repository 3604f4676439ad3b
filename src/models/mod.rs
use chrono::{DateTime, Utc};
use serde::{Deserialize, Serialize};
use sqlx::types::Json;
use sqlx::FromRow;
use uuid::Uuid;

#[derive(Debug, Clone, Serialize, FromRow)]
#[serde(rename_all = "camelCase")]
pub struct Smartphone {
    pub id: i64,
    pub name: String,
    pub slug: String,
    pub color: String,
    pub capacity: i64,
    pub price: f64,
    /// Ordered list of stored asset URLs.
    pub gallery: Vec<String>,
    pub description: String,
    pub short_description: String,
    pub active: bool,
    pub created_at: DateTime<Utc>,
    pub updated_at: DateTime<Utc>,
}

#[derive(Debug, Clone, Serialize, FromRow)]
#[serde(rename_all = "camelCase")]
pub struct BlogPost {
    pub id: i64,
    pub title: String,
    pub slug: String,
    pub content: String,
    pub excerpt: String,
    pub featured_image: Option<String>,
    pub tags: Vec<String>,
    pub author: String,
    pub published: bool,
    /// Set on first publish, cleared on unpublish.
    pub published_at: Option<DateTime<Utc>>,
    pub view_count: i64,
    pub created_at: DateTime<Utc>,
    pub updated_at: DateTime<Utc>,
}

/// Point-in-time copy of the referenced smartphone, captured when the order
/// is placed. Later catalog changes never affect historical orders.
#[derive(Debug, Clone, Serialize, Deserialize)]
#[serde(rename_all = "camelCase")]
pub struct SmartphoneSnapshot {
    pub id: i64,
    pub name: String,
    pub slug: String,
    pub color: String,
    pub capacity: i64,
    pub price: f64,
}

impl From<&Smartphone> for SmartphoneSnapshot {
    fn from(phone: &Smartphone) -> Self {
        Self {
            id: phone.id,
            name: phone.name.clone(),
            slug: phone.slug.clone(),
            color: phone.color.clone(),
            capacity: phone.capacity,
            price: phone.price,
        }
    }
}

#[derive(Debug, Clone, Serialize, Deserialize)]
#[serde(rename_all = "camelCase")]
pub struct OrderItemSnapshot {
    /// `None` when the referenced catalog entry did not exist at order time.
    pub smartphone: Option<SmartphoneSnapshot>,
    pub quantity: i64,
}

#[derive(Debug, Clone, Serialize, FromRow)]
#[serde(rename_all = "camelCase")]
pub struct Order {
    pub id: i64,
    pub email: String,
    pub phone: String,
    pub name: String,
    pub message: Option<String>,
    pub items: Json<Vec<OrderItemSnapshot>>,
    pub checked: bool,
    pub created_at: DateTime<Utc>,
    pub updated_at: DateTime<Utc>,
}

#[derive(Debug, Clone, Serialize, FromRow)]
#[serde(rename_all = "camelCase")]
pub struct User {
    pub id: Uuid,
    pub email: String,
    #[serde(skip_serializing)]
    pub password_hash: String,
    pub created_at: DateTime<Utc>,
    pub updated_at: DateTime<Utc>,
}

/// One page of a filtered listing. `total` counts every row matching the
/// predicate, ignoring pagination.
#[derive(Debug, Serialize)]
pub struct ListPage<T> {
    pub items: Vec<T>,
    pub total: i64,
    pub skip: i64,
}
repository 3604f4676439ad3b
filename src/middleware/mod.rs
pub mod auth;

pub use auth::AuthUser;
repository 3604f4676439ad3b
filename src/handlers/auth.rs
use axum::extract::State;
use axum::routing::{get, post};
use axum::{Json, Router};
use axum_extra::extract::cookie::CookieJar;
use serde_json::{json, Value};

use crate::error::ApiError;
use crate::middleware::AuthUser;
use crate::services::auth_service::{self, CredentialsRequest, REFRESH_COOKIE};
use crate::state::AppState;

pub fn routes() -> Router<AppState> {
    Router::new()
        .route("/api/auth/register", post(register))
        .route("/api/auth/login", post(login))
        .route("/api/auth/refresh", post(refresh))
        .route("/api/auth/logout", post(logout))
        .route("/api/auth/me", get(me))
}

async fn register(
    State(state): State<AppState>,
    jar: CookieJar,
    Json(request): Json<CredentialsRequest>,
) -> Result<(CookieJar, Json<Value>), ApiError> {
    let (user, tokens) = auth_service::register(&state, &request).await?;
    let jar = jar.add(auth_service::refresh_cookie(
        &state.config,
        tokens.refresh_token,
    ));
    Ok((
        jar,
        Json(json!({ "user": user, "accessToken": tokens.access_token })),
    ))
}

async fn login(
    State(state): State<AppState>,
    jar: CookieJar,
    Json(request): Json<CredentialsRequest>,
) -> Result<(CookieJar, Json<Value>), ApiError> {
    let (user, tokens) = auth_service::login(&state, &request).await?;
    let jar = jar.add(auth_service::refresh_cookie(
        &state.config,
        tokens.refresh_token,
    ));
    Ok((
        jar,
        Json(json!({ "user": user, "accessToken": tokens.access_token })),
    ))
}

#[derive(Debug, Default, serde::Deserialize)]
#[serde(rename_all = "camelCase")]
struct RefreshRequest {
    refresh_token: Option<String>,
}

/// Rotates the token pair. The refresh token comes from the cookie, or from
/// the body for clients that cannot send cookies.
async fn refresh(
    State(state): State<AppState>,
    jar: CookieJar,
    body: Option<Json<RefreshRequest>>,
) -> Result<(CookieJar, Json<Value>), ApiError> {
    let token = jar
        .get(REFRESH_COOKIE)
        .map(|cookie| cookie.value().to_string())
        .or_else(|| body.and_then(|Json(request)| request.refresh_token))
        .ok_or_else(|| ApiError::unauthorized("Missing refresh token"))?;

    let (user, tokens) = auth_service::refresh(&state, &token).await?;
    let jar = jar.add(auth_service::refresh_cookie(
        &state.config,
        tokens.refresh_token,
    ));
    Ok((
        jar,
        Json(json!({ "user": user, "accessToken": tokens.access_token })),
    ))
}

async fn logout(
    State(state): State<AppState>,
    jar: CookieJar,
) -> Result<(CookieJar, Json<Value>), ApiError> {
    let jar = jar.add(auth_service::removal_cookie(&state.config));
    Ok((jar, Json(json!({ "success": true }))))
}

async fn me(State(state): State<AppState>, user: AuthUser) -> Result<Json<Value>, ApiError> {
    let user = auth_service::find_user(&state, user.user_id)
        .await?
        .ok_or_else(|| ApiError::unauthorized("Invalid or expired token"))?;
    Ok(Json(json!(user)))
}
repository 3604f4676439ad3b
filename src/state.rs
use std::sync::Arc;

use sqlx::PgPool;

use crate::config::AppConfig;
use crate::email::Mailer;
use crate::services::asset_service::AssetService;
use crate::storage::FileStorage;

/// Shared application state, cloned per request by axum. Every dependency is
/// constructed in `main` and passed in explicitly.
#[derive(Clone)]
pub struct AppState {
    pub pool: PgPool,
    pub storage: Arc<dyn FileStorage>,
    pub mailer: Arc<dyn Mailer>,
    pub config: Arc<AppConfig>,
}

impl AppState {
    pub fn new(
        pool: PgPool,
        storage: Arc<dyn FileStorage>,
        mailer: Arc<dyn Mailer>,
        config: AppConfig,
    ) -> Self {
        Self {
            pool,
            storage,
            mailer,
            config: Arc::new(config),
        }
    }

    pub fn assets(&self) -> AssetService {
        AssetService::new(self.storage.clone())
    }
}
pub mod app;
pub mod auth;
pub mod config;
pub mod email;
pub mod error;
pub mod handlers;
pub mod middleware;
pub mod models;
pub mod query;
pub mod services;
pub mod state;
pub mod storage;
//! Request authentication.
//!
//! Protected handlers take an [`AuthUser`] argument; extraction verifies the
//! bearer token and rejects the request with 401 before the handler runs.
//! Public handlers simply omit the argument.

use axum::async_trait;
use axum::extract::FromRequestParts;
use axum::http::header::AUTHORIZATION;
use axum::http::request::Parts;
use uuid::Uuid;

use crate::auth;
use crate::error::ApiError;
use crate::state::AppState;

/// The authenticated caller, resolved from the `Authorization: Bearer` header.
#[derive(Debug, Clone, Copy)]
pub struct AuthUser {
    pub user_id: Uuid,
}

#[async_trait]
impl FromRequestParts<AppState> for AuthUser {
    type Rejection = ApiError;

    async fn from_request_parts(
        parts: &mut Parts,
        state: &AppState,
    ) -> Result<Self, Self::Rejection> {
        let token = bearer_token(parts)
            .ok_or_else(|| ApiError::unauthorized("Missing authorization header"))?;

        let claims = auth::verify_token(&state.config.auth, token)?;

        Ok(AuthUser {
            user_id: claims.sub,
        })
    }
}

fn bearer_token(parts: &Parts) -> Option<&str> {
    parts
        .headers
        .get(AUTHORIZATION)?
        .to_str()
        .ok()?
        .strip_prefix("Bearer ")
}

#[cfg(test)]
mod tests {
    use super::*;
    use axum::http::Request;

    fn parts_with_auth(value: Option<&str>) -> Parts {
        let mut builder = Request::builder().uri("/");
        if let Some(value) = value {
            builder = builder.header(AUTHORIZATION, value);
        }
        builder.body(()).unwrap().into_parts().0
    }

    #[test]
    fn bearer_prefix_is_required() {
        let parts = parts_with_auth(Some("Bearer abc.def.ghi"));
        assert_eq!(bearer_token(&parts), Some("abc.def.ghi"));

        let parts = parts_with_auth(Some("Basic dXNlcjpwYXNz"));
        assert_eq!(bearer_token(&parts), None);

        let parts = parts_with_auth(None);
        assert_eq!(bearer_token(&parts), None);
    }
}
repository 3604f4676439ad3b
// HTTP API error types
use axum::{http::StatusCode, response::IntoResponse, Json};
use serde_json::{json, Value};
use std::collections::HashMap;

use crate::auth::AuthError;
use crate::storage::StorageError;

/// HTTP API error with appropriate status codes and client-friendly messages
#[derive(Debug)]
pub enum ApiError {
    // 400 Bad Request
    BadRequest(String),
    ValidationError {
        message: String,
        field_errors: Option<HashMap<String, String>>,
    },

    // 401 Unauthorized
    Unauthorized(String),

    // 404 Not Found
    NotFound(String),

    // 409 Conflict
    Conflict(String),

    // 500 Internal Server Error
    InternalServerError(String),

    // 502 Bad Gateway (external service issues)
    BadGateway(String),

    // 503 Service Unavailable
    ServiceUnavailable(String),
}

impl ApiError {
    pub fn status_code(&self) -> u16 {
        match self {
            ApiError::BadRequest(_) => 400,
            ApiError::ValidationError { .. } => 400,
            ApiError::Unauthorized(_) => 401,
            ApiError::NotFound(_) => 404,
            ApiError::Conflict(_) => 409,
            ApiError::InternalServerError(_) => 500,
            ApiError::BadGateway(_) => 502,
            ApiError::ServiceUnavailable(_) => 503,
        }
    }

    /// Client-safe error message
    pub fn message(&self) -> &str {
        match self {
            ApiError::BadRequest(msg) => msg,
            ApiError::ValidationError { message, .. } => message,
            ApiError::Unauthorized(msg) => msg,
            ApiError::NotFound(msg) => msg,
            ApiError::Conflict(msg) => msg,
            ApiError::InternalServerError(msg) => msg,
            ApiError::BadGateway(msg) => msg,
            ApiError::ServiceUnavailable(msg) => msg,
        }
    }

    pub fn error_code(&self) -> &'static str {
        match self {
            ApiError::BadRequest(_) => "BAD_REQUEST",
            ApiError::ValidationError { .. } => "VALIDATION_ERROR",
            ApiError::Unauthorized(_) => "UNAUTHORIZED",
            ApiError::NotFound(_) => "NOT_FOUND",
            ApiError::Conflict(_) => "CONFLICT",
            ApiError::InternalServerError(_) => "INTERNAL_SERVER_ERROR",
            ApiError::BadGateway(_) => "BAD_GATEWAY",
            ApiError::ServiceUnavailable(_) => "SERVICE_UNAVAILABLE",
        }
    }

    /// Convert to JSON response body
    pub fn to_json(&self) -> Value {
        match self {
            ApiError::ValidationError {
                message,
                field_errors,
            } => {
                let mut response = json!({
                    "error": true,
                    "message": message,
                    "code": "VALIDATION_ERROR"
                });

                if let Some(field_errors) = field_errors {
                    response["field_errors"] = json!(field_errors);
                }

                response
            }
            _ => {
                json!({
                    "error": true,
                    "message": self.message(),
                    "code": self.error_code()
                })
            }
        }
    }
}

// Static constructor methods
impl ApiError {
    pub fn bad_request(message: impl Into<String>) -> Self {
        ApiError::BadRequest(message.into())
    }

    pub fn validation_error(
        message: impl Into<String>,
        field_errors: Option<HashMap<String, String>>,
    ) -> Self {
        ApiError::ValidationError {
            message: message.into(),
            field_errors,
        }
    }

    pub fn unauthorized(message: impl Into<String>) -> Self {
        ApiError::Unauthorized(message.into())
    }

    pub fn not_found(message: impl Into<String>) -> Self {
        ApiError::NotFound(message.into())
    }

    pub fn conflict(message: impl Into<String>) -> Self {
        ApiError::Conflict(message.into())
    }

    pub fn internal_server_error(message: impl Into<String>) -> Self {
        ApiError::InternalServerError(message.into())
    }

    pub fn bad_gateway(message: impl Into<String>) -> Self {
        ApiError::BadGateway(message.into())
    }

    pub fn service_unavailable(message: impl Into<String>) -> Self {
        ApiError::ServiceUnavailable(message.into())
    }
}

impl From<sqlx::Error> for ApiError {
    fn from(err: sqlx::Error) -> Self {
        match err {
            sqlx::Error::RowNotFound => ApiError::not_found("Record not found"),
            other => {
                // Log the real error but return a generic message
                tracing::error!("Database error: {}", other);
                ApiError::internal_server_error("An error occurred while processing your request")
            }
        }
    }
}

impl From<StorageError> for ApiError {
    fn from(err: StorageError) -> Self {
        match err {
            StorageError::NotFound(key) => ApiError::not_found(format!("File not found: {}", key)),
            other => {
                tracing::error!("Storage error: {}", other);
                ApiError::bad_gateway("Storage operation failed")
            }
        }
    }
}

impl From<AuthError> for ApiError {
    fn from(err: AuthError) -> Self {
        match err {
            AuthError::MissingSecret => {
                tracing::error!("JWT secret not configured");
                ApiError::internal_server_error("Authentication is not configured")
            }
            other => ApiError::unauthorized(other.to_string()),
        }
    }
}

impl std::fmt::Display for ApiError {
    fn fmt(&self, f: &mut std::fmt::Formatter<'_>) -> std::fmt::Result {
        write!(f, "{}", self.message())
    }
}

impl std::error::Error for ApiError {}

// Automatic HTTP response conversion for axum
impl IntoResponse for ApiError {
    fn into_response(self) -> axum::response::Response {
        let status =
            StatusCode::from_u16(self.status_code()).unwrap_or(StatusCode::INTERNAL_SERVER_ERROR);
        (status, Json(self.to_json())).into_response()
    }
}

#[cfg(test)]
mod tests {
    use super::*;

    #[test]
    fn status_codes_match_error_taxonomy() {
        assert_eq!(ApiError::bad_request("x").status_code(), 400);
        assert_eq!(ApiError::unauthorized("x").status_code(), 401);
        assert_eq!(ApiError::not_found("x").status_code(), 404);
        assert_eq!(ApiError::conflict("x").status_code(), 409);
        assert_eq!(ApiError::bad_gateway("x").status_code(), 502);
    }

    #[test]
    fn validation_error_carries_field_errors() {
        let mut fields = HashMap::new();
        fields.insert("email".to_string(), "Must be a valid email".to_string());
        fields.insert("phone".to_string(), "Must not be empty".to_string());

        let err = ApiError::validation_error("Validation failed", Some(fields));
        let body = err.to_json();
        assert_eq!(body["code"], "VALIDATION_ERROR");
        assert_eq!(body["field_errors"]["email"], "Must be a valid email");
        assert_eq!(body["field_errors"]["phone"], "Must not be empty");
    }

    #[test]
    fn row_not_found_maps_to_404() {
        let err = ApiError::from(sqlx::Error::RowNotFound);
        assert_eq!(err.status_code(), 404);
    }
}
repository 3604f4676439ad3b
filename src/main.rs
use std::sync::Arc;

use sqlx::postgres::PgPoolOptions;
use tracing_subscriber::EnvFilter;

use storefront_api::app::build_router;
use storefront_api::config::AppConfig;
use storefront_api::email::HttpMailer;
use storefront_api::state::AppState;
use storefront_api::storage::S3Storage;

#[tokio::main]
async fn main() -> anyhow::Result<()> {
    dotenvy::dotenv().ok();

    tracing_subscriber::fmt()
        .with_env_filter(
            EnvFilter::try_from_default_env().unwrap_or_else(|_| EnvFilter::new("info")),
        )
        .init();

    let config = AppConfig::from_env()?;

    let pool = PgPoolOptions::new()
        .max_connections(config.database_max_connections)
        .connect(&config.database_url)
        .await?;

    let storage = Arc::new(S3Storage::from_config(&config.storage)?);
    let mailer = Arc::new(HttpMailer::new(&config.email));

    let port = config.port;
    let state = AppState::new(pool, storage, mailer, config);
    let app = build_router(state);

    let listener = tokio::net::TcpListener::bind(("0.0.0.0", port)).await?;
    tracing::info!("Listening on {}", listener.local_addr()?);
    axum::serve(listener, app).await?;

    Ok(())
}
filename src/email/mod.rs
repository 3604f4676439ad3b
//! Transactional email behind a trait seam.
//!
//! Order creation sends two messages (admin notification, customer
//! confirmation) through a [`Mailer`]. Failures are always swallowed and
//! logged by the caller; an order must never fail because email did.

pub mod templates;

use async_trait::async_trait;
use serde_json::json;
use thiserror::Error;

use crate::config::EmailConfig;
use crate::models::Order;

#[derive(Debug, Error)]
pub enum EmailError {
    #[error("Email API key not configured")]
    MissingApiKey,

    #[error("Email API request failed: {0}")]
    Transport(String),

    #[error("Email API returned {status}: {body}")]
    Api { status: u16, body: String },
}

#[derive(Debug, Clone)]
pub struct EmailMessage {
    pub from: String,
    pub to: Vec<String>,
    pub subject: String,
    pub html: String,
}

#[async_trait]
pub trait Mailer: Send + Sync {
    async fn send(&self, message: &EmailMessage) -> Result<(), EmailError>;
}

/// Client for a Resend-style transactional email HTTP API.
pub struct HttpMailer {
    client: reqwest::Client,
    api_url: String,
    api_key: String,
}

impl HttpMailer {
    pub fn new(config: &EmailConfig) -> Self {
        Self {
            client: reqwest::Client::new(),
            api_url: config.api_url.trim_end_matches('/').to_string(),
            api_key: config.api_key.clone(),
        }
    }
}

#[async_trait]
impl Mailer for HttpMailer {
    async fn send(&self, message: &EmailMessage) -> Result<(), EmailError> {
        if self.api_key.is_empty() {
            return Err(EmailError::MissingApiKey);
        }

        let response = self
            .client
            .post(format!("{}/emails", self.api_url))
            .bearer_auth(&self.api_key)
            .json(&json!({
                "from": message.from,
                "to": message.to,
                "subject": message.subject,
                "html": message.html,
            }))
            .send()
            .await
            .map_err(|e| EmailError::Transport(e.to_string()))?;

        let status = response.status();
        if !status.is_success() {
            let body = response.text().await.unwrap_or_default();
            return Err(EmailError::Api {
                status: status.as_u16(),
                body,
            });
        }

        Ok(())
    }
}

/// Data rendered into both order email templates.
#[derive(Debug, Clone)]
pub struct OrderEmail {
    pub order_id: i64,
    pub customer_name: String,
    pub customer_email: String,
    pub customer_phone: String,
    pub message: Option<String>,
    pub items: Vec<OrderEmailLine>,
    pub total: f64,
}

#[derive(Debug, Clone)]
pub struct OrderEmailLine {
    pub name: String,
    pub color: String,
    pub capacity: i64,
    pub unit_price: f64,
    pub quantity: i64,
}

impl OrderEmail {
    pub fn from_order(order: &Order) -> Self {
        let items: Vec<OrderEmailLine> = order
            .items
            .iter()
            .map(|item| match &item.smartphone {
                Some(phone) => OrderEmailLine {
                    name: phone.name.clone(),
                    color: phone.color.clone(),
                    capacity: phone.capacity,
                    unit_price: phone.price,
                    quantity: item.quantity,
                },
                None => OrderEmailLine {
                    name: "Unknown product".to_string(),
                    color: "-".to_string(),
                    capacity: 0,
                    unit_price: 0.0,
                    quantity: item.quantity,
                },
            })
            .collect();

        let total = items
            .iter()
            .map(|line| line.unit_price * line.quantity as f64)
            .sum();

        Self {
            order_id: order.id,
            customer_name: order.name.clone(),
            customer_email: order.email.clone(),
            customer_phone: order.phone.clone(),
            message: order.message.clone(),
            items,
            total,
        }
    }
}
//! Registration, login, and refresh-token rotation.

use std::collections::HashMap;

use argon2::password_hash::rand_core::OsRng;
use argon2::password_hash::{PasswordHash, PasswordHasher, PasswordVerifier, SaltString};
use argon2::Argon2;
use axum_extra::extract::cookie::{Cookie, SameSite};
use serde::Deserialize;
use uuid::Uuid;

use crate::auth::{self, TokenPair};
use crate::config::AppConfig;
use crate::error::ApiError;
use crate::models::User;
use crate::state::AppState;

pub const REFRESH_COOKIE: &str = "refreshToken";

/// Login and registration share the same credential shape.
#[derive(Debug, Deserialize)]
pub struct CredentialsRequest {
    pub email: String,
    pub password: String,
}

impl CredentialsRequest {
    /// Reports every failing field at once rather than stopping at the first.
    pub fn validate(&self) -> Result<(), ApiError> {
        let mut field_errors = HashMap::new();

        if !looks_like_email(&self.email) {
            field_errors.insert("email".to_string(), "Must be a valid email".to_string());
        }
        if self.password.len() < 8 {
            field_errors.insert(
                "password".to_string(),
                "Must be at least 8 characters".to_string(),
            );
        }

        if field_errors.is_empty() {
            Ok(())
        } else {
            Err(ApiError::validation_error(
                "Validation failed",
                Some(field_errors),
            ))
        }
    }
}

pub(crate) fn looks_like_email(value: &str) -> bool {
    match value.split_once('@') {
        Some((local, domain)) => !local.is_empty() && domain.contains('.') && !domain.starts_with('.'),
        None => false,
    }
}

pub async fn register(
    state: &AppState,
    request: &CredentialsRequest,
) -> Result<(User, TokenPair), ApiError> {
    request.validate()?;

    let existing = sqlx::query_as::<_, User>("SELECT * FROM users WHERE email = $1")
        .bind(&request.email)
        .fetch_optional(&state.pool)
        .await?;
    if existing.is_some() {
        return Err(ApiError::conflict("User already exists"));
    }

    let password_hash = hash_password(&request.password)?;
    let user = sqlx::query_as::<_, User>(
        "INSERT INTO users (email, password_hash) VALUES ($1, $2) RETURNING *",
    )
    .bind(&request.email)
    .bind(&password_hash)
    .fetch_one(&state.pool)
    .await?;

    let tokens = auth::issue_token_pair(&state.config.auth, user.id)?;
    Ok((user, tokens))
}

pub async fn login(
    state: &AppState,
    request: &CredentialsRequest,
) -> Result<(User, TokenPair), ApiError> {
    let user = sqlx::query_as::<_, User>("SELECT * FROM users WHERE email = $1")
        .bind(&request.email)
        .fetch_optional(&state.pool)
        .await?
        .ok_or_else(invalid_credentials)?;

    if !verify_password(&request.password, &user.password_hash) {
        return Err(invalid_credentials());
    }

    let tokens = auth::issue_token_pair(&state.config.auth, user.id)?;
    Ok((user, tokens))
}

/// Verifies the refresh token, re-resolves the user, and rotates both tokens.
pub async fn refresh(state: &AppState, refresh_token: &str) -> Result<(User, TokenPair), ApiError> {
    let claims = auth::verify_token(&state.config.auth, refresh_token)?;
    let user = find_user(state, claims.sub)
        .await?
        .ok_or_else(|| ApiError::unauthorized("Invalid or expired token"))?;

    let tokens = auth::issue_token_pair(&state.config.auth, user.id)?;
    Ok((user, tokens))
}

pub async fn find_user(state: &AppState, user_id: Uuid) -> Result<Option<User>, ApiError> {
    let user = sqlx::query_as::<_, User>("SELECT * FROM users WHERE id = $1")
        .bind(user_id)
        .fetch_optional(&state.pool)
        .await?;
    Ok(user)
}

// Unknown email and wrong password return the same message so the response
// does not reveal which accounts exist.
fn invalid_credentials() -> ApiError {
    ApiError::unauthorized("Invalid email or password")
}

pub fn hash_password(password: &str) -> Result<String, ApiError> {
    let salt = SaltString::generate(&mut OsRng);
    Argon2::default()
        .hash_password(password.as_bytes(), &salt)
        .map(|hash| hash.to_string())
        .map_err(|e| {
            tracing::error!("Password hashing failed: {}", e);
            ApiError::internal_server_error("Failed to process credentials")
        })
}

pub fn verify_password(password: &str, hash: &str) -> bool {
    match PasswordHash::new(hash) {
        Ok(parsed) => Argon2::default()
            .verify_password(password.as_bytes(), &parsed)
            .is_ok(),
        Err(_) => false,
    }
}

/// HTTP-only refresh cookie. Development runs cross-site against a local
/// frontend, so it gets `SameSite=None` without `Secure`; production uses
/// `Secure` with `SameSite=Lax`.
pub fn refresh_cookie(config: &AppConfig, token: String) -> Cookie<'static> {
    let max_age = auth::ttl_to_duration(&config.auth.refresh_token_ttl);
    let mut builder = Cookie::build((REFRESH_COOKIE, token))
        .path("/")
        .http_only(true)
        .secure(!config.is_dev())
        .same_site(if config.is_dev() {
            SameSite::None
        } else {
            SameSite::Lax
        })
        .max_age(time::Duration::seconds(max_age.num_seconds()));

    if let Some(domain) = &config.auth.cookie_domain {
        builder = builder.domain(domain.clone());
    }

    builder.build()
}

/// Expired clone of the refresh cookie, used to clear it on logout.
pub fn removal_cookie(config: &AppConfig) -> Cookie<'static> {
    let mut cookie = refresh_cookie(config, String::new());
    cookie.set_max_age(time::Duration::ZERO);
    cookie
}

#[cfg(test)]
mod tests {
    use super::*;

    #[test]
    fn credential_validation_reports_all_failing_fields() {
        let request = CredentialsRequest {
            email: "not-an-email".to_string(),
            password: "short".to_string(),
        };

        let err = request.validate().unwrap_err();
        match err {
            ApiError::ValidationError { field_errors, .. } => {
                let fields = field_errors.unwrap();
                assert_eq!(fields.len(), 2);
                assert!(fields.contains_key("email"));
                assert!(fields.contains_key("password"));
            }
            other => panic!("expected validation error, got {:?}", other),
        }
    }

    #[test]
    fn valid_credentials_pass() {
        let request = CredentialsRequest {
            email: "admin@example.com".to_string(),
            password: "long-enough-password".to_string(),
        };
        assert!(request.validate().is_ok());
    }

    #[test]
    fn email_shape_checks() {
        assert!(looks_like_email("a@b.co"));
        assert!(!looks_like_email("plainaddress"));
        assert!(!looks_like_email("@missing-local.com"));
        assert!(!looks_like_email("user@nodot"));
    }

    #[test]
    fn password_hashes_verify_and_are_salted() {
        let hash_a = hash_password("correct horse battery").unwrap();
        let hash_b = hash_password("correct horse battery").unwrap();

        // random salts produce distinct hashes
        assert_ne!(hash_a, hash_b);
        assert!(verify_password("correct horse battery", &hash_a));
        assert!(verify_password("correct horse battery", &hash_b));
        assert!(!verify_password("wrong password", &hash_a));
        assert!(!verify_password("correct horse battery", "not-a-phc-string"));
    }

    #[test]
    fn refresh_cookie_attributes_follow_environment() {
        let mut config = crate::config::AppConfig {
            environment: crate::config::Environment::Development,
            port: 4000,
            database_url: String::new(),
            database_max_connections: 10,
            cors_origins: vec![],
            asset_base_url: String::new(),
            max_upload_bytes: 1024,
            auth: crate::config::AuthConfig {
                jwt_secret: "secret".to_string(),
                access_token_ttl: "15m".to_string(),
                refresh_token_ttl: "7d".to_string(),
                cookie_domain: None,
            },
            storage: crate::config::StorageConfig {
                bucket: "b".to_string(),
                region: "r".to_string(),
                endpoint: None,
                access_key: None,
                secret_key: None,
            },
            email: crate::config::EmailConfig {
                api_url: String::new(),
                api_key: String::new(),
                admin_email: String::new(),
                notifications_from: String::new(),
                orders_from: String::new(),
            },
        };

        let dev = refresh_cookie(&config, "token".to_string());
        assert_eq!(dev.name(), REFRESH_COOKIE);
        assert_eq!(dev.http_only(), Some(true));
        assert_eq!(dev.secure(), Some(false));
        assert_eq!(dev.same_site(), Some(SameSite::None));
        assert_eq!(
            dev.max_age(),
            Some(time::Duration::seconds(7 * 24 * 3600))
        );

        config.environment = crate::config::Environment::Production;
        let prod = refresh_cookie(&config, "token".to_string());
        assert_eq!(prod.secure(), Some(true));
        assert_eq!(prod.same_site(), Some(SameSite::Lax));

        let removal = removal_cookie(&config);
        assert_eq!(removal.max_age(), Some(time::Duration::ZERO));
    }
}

- - - - - - -

» **EXERCISE REQUIREMENTS**:
Please state how many lines of the material contain the word "false", giving the number alone.

» **ANSWER BELOW**:
3